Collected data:

════════════════

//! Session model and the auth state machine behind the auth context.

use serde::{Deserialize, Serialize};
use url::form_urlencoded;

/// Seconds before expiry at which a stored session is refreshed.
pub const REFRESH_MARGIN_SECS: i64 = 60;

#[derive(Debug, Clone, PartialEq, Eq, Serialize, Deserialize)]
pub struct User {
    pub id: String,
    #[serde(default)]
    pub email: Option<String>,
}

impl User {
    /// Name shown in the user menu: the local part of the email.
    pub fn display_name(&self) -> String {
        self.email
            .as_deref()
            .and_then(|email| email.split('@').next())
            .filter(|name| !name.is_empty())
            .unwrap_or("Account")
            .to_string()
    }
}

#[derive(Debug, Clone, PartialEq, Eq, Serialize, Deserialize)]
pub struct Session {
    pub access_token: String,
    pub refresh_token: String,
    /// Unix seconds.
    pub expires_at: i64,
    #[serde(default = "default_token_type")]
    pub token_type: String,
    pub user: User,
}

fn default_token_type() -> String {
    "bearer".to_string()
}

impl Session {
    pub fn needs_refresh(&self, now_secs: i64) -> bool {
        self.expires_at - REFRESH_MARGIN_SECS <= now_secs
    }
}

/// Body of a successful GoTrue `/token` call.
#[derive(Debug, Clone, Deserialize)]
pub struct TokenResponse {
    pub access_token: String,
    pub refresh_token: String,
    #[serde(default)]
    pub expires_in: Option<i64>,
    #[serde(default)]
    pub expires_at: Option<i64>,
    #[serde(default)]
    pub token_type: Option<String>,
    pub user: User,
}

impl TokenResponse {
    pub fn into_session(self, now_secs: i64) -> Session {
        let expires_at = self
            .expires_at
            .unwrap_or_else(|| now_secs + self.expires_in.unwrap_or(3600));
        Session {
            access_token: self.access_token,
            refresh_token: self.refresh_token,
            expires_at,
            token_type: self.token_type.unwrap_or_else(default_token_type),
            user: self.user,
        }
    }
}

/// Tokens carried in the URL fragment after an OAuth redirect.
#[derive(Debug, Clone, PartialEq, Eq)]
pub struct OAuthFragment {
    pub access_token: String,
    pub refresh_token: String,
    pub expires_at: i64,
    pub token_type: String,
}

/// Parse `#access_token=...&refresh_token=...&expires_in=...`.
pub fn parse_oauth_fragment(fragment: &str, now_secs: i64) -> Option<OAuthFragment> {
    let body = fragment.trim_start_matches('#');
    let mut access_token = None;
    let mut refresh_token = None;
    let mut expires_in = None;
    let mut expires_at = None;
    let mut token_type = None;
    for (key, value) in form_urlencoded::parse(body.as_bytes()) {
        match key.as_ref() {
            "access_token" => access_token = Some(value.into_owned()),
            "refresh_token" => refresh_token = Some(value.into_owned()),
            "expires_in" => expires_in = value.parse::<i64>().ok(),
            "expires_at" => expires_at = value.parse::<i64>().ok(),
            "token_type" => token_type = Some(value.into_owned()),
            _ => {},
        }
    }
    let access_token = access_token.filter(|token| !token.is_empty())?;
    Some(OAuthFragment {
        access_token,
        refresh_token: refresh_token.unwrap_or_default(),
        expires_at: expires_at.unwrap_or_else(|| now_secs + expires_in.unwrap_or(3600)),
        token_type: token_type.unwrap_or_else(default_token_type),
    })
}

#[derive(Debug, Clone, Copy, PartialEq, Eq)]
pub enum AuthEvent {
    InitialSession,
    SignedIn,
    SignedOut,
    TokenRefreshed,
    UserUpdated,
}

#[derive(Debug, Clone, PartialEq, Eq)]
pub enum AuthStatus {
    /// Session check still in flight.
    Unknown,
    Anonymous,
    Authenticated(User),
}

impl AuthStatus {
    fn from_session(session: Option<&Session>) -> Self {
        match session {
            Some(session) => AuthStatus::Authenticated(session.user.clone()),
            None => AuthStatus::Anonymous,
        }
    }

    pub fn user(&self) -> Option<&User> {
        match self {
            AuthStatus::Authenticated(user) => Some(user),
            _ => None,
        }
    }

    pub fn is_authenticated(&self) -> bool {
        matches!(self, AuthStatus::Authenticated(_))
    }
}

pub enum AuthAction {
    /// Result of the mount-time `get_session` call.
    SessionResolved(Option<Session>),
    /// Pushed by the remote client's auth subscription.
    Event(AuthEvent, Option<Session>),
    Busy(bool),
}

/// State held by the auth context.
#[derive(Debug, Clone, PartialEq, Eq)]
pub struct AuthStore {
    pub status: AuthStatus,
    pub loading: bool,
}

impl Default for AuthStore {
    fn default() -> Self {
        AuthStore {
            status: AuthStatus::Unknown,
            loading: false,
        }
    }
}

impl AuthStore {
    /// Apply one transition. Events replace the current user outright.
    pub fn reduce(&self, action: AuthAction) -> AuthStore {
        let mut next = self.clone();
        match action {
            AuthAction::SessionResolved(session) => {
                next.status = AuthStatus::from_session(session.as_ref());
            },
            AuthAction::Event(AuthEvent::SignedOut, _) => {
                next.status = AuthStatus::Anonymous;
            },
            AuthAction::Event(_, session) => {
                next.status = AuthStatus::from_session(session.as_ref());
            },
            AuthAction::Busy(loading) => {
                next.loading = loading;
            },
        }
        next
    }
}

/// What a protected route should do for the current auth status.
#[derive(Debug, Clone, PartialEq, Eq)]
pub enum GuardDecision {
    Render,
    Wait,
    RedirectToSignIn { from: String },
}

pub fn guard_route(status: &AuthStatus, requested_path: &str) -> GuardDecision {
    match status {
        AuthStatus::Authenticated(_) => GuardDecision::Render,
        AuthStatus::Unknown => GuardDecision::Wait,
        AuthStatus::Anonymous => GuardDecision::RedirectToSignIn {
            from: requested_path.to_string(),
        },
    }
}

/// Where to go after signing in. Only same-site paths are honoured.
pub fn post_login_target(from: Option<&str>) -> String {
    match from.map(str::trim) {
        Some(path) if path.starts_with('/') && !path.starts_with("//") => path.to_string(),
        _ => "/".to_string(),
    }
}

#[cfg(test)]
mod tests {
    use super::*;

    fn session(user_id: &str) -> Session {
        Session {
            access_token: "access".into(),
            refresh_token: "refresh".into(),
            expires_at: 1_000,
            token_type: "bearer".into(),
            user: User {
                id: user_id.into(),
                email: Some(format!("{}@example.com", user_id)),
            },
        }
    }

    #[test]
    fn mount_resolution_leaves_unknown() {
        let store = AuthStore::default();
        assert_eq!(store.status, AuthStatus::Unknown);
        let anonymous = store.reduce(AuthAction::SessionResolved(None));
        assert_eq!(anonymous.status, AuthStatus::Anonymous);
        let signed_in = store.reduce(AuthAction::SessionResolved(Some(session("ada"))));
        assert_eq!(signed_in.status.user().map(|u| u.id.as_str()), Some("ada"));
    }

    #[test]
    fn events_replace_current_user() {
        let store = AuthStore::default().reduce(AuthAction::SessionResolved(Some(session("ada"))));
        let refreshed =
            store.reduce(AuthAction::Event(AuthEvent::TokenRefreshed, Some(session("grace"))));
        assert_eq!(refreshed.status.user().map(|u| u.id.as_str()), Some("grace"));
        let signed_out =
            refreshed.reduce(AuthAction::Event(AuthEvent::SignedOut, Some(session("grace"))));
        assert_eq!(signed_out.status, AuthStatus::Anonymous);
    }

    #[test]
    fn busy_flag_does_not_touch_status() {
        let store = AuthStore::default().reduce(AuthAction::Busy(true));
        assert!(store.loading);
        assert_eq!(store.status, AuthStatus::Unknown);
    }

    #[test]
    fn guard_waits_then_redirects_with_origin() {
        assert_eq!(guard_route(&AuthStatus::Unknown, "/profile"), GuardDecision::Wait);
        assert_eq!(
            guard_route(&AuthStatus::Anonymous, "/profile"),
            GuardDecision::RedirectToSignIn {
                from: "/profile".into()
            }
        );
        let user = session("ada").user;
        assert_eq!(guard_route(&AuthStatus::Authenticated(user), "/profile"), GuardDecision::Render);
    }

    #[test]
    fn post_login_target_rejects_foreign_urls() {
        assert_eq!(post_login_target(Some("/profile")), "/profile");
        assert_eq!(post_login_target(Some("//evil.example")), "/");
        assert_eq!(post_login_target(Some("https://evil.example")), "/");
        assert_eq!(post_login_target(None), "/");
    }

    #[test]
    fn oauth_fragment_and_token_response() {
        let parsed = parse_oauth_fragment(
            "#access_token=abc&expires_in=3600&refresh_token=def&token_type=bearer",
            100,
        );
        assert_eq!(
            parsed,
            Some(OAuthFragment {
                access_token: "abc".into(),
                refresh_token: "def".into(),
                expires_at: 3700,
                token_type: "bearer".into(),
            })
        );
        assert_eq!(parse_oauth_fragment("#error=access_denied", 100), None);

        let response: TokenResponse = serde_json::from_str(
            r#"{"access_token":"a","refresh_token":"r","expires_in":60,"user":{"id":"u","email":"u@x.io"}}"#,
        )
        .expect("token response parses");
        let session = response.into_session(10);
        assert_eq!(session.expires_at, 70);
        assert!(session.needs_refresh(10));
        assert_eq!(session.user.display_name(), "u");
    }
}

════════════════

• INSTRUCTIONS TO FOLLOW:
The required output is every line above that contains the string "filter".

• EXERCISE RESPONSE:
            .filter(|name| !name.is_empty())
    let access_token = access_token.filter(|token| !token.is_empty())?;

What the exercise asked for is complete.